El Norte de Castilla

REGIONAL DE AFICIONADOS GRUPO B

El Santa Marta gana la batalla

Cascón, felicitado por Manu G, mientras que Borrego levanta las manos para celebrar el tanto de la victoria del Santa Marta ante el Salmantino.
Cascón, felicitado por Manu G, mientras que Borrego levanta las manos para celebrar el tanto de la victoria del Santa Marta ante el Salmantino. / RUBÉN RAMOS
  • Un gol de Cascón al inicio fue suficiente para doblegar al Salmantino que sigue líder

Tenían razón en que no era una final. Tampoco una guerra. Pero desde luego sí que fue una batalla. El Santa Marta venció al Salmantino. Un gol de Cascón en el inicio fue suficiente. O al menos determinante, porque le hizo falta a los jugadores trastormesinos vaciarse al completo. El Salmantino tuvo la pelota. Pero no sabía qué hacer con ella. Generó ocasiones. Pero el peligro lo tenían los locales. A la contra, se mascaba la tragedia.

El partido era el más llamativo en lo que va de Regional de Aficionados. El líder visitaba al segundo. Así lo demostraban las gradas del Alfonso San Casto. Totalmente llenas. Seguramente, el guión de la obra podría haber sido más elaborado. Pero no su ejecución. A cada jugada sucedían cosas.

Y lo primero en pasar fue el gol de los de Arturo Martín. Casi al poco de sacar de centro, Manu G le pega a bola. Charly rechaza. Pero el balón le cae a Cascón que no duda en ajusticiar a los de azul. Acababa de empezar la película y a uno de los protagonistas ya le habían pegado un tiro.

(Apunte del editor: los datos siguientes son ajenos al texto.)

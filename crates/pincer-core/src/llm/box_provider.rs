//! BoxLlmProvider -- object-safe dynamic dispatch wrapper for LlmProvider.
//!
//! 1. Define an object-safe `LlmProviderDyn` trait with boxed futures
//! 2. Blanket-impl `LlmProviderDyn` for all `T: LlmProvider`
//! 3. `BoxLlmProvider` wraps `Box<dyn LlmProviderDyn>` and delegates

use std::future::Future;
use std::pin::Pin;

use pincer_types::llm::{ChatRequest, LlmError, LlmResponse};
use tokio_util::sync::CancellationToken;

use super::provider::LlmProvider;

/// Object-safe version of [`LlmProvider`] with boxed futures.
pub trait LlmProviderDyn: Send + Sync {
    fn name(&self) -> &str;

    fn default_model(&self) -> &str;

    fn chat_boxed<'a>(
        &'a self,
        request: &'a ChatRequest,
        cancel: &'a CancellationToken,
    ) -> Pin<Box<dyn Future<Output = Result<LlmResponse, LlmError>> + Send + 'a>>;
}

impl<T: LlmProvider> LlmProviderDyn for T {
    fn name(&self) -> &str {
        LlmProvider::name(self)
    }

    fn default_model(&self) -> &str {
        LlmProvider::default_model(self)
    }

    fn chat_boxed<'a>(
        &'a self,
        request: &'a ChatRequest,
        cancel: &'a CancellationToken,
    ) -> Pin<Box<dyn Future<Output = Result<LlmResponse, LlmError>> + Send + 'a>> {
        Box::pin(self.chat(request, cancel))
    }
}

/// Type-erased LLM provider for runtime backend selection.
///
/// Since `LlmProvider` uses RPITIT, it cannot be used as a trait object
/// directly. `BoxLlmProvider` provides equivalent methods that delegate to
/// the inner `LlmProviderDyn` trait object.
pub struct BoxLlmProvider {
    inner: Box<dyn LlmProviderDyn + Send + Sync>,
}

impl BoxLlmProvider {
    pub fn new<T: LlmProvider + 'static>(provider: T) -> Self {
        Self {
            inner: Box::new(provider),
        }
    }

    pub fn name(&self) -> &str {
        self.inner.name()
    }

    pub fn default_model(&self) -> &str {
        self.inner.default_model()
    }

    /// Send a chat request and receive the full response.
    pub async fn chat(
        &self,
        request: &ChatRequest,
        cancel: &CancellationToken,
    ) -> Result<LlmResponse, LlmError> {
        self.inner.chat_boxed(request, cancel).await
    }
}

impl std::fmt::Debug for BoxLlmProvider {
    fn fmt(&self, f: &mut std::fmt::Formatter<'_>) -> std::fmt::Result {
        f.debug_struct("BoxLlmProvider")
            .field("name", &self.name())
            .field("default_model", &self.default_model())
            .finish()
    }
}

La idea de juego del Santa Marta bebía de lo visto en Garrido. Entregar la pelota al rival. Y salir como alma que lleva el diablo cuando recuperaban el cuero. Como contra el Navega, esta estrategia era más fácil porque habían marcado muy pronto. Defendiendo, Rubio tenía patente de corso para incomodar al Salmantino. Tremendamente meritorio el trabajo atrás de los locales. Lograr que un equipo que juega con Jorge García, Sergio Ramos y Miguel Ángel en el centro del campo pegue pelotazos así lo atestigua.

Tenían que reaccionar los de María. Los visitantes se ahogaban con desplazamientos largos. Al menos hasta que desde el banquillo se encendió la bombilla. O habrían el campo y hacían salir un poco al Santa Marta o el equipo se asfixiaba. Así, los laterales capitalinos jugaron pegados a la banda durante buena parte de la primera parte. Dela y De la Mata daban opciones a los centrocampistas. Pero no el Santa Marta que prefería morir corriendo, que perder la vida dejando un sólo resquicio.

Aunque los de María tienen una calidad fuera de toda duda, no son perfectos. Movían la pelota de un lado a otro. Pero sin profundidad. Y en algún momento, podían meter la pata. Cuando eso sucedía, Cascón y Martiña se convertían en atletas. De esta forma, el propio Martiña cerca estuvo de hacer el segundo mediada la primera mitad. Antes, De la Mata le había pegado al larguero y Nacho, de cabeza, puso en aprietos a Manu Martín. La exigencia se notaba e hizo estrago en los actores. Palomi se tuvo que ir a la ducha lesionado. Gallego, en el Santa Marta, igual.

Empezaba el segundo acto. El Salmantino volvió a tener su ocasión en la testa de Nacho. Pero el resultado fue el mismo de segundos atrás. Y es que el portero del Santa Marta está en racha. Tiene tanta confianza que debería tirar hasta los penaltis. Casi la misma que Javi Borrego, que en la siguiente jugada, fue derribado en el área pequeña antes de poder marcar. La pena máxima fue tan clara que la única explicación para que el arbitro no pitara es que no fue. Desde luego a todo el mundo le pareció.

Pasaban los minutos y los dos equipos empezaron a jugar en franjas horarias diferentes. Al Salmantino se le iba la vida y al Santa Marta le pesaban las piernas por el esfuerzo y por el paso de los segundos. Los de María monopolizaron el ataque. Los de Arturo Martín confiaron todo a Manu G, mientras el resto defendía con lo que tenía. Que ya no era mucho. El nueve trastormesino retrató a Ruby un par de veces. Pero lo que llegaban eran las oportunidades del los visitantes. Con Marcial ya en el campo y el Santa Marta con defensa de cinco, la suerte estaba echada. Precisamente, el delantero capitalino cayó en el área. Volvió a parecer penalti, pero el árbitro tampoco pitó.

Y así acabó el encuentro. El Santa Marta hizo bueno eso de que al lugar donde has sido feliz no debieras tratar de volver. Ganó la batalla y toma aire en la guerra.